The Halford Hewitt is one of Britain’s most competitive golf tournaments, contested between teams of 10 former pupils from the schools which make up the membership of the Public Schools Golfing Society, and it is also one of the game’s most convivial social gatherings, something which is entirely appropriate considering it was conceived during a luncheon meeting at one of England’s finest golf clubs.
There is a degree of debate surrounding how the event came to be started but, according to that great golf writer and TV commentator, Henry Longhurst, it was dreamt up during a lunch which John Beck had with G.L. “Susie” Mellin at The Addington Club in Surrey some time during the summer of 1923. Certainly, later that year, representatives from six schools, namely Eton, Charterhouse, Highgate, The Leys, Malvern and Winchester met up to finalise the first tournament and they were joined in the inaugural draw by four others, Mill Hill, Rugby, Beaumont and Radley although, ultimately, during that first year, Beaumont scratched and Radley failed to raise a team.
Mellin, an old Malvernian, and Beck, an old Carthusian who later went on to Captain the Great Britain & Ireland Walker Cup side in 1938, were both outstanding golfers, Mellin good enough to reach the semi finals of The Amateur Championship in 1920, and both were determined to instigate an inter Public Schools golf tournament along similar lines to an existing football tournament, the Arthur Dunn Cup.
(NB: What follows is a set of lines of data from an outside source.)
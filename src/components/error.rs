//! Playback error overlay with a retry action

use crate::controller::{ControlComponent, ControlWrapper};
use crate::player::{MediaPlayerControl, PlayState, PlayerState};
use crate::window::ViewHandle;

pub struct ErrorView {
    view: ViewHandle,
    wrapper: Option<ControlWrapper>,
    visible: bool,
}

impl ErrorView {
    pub fn new(view: ViewHandle) -> Self {
        Self {
            view,
            wrapper: None,
            visible: false,
        }
    }

    /// Hide the overlay and prepare the source again, keeping the position
    pub fn retry(&mut self) {
        self.visible = false;
        if let Some(wrapper) = self.wrapper.as_mut() {
            wrapper.replay(false);
        }
    }

    pub fn is_visible(&self) -> bool {
        self.visible
    }
}

impl ControlComponent for ErrorView {
    fn attach(&mut self, wrapper: ControlWrapper) {
        self.wrapper = Some(wrapper);
    }

    fn view(&self) -> Option<ViewHandle> {
        Some(self.view)
    }

    fn on_play_state_changed(&mut self, state: PlayState) {
        match state {
            PlayState::Error => self.visible = true,
            PlayState::Idle => self.visible = false,
            _ => {}
        }
    }

    fn on_player_state_changed(&mut self, _state: PlayerState) {}
}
Both were also traditionalists, members of the old school in more ways than one, so it came as no surprise that they selected foursomes as the official format for the tournament.
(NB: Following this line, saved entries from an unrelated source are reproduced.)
//! Renderer module for TSPlayer
//!
//! A render sink owns the drawable surface a decoder writes into. The view
//! creates one sink per attach, hands it the decoder to bind its surface
//! to, and forwards size, rotation and scale changes. Pixel work is the
//! sink's business.

mod measure;
mod null_sink;

pub use measure::MeasureHelper;
pub use null_sink::{NullRenderSink, NullRenderSinkFactory};

use crate::decoder::Decoder;
use crate::utils::error::Result;
use serde::{Deserialize, Serialize};

/// Render sink trait defining the interface for video output
pub trait RenderSink: Send {
    /// Bind this sink's surface to a decoder
    ///
    /// The sink must not keep the decoder; it only passes its surface over.
    fn attach_to_decoder(&mut self, decoder: &mut dyn Decoder) -> Result<()>;

    /// Set how the video fits the container
    fn set_scale_mode(&mut self, mode: ScaleMode);

    /// Set the intrinsic video size, zero sizes are ignored
    fn set_video_size(&mut self, width: u32, height: u32);

    /// Set the rotation reported by the stream, in degrees
    fn set_video_rotation(&mut self, degrees: u32);

    /// Flip horizontally
    fn set_mirror(&mut self, mirrored: bool);

    /// Capture the frame currently on screen
    fn screenshot(&self) -> Option<Snapshot>;

    /// Free the surface
    fn release(&mut self);
}

/// Creates a render sink per attach
pub trait RenderSinkFactory: Send + Sync {
    fn create_render_sink(&self) -> Result<Box<dyn RenderSink>>;
}

/// How video is scaled inside its container
#[derive(Debug, Clone, Copy, Default, PartialEq, Eq, Hash, Serialize, Deserialize)]
#[serde(rename_all = "snake_case")]
pub enum ScaleMode {
    /// Fit inside the container keeping the video's aspect ratio
    #[default]
    Default,
    /// Force a 16:9 box
    Ratio16x9,
    /// Force a 4:3 box
    Ratio4x3,
    /// Stretch to the container
    MatchParent,
    /// Use the video's own pixel size
    Original,
    /// Fill the container, cropping the overflow
    CenterCrop,
}

/// Still frame captured from a sink, RGBA8
#[derive(Debug, Clone, PartialEq, Eq)]
pub struct Snapshot {
    pub width: u32,
    pub height: u32,
    pub data: Vec<u8>,
}

impl Snapshot {
    /// Opaque black frame of the given size
    pub fn black(width: u32, height: u32) -> Self {
        let mut data = vec![0u8; (width as usize) * (height as usize) * 4];
        for pixel in data.chunks_exact_mut(4) {
            pixel[3] = 0xff;
        }
        Self { width, height, data }
    }
}

#[cfg(test)]
mod tests {
    use super::*;

    #[test]
    fn test_black_snapshot() {
        let snapshot = Snapshot::black(2, 3);
        assert_eq!(snapshot.data.len(), 24);
        assert!(snapshot.data.chunks(4).all(|p| p == [0, 0, 0, 0xff]));
    }

    #[test]
    fn test_scale_mode_serde_names() {
        let toml = toml::to_string(&std::collections::BTreeMap::from([("scale", ScaleMode::CenterCrop)])).unwrap();
        assert_eq!(toml.trim(), "scale = \"center_crop\"");
    }
}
Foursomes then, unlike now, was the obvious choice, the preferred form of golf for amateur golfers used to competing in the likes of Sunningdale and Addington Foursomes, the Worplesdon Mixed Foursomes and the London Amateur Foursomes, and it was also the speediest format, an important consideration which allowed the first few Hewitts to be contested over a single weekend, thereby ensuring that none of the competitors had to take valuable time off work in order to compete.
Foursomes was confirmed as the official format right from the outset, at that lunch at The Addington, and it seems that the decision to call it The Halford Hewitt was finalised then, too.
According to Longhurst, who seldom got things wrong, Mellin and Beck had decided on the tournament details and were wondering which “bloody fool” they could inveigle into putting up a trophy when, quite by chance, Halford Hewitt walked into the room and was promptly pounced on.